Hay momentos clave en toda relación: la primera cita, el primer «te quiero», el primer «¿quieres ver mi celular?»… Y, por supuesto, conocer a la suegra.
Siempre he tenido suerte con las mamás de mis parejas. Me han sonreído, me han servido café y, hasta donde sé, nunca han quemado mi foto en un altar de velas negras. Pero mis parejas… bueno, digamos que no siempre han pasado la prueba con mi mamá.
A ver, mi mamá es un ser maravilloso, pero como suegra tiene el superpoder de oler el fracaso romántico antes que yo. Es una especie de clarividente emocional con doctorado en «Te lo dije». No necesita conocer a alguien más de cinco minutos para saber si mi corazón terminará hecho trizas en cuestión de meses. Y lo peor: siempre tiene razón.
Yo, por supuesto, me he resistido a creerlo. Porque, ¿cómo va a saber mi mamá más de mi relación que yo, que soy quien está en ella? Pero ahí está ella, con su mirada láser, escaneando a mi pareja y diciéndome, con tono casual pero letal:
«Ay, mi amor, no te quiero ver llorando en tres meses, pero bueno, tú decides.»
Corte a: tres meses después, llorando en posición fetal, con mi madre entregándome un té y la frase que más detesto en el mundo:
«¿Pero por qué te sientes mal si yo sabía que esa persona no era?»

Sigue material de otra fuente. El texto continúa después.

//! Cancellable delayed tasks.

use std::future::Future;
use std::time::Duration;

use tokio::runtime::Handle;
use tokio::task::JoinHandle;
use tracing::warn;

/// Runs a task after a quiet period; scheduling again cancels the pending one.
///
/// Used to coalesce bursts of edits into a single save.
pub struct Debouncer {
    delay: Duration,
    pending: parking_lot::Mutex<Option<JoinHandle<()>>>,
}

impl Debouncer {
    pub fn new(delay: Duration) -> Self {
        Debouncer {
            delay,
            pending: parking_lot::Mutex::new(None),
        }
    }

    pub fn delay(&self) -> Duration {
        self.delay
    }

    /// Cancel any pending task and schedule `task` to run after the delay.
    ///
    /// Outside a tokio runtime the pending task is still cancelled, but `task`
    /// is dropped with a warning.
    pub fn schedule<F>(&self, task: F)
    where
        F: Future<Output = ()> + Send + 'static,
    {
        let runtime = match Handle::try_current() {
            Ok(runtime) => runtime,
            Err(_) => {
                warn!("no tokio runtime, debounced task dropped");
                self.cancel();
                return;
            }
        };
        let delay = self.delay;
        let handle = runtime.spawn(async move {
            tokio::time::sleep(delay).await;
            task.await;
        });
        if let Some(previous) = self.pending.lock().replace(handle) {
            previous.abort();
        }
    }

    /// Cancel the pending task, if any. Returns whether one was still waiting.
    pub fn cancel(&self) -> bool {
        match self.pending.lock().take() {
            Some(handle) => {
                let waiting = !handle.is_finished();
                handle.abort();
                waiting
            }
            None => false,
        }
    }

    pub fn is_pending(&self) -> bool {
        self.pending
            .lock()
            .as_ref()
            .is_some_and(|handle| !handle.is_finished())
    }
}

impl Drop for Debouncer {
    fn drop(&mut self) {
        if let Some(handle) = self.pending.get_mut().take() {
            handle.abort();
        }
    }
}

Porque claro, ella sabía. Siempre sabe.
Por eso, he llegado a una conclusión: no es que haya que pedirle permiso a una madre para estar con alguien, pero ignorar su radar es básicamente jugar a la ruleta rusa con tu corazón. ¿Coincidencia? ¿Brujería? No lo sé. Lo único que sé es que, en este juego, mi mamá siempre gana.
Y tú, ¿cuántas veces tu mamá te dijo algo que el tiempo te confirmó? Te leo.